- **DATA SUPPLIED**

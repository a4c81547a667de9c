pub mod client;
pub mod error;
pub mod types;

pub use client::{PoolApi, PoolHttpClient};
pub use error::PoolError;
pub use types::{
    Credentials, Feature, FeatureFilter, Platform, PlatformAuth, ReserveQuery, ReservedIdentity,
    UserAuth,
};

- **ASSIGNED TASK**
Where does the word "error" show up in the material? Copy out each line that has it.

- **SOLUTION FOR THIS EXERCISE**
pub mod error;
pub use error::PoolError;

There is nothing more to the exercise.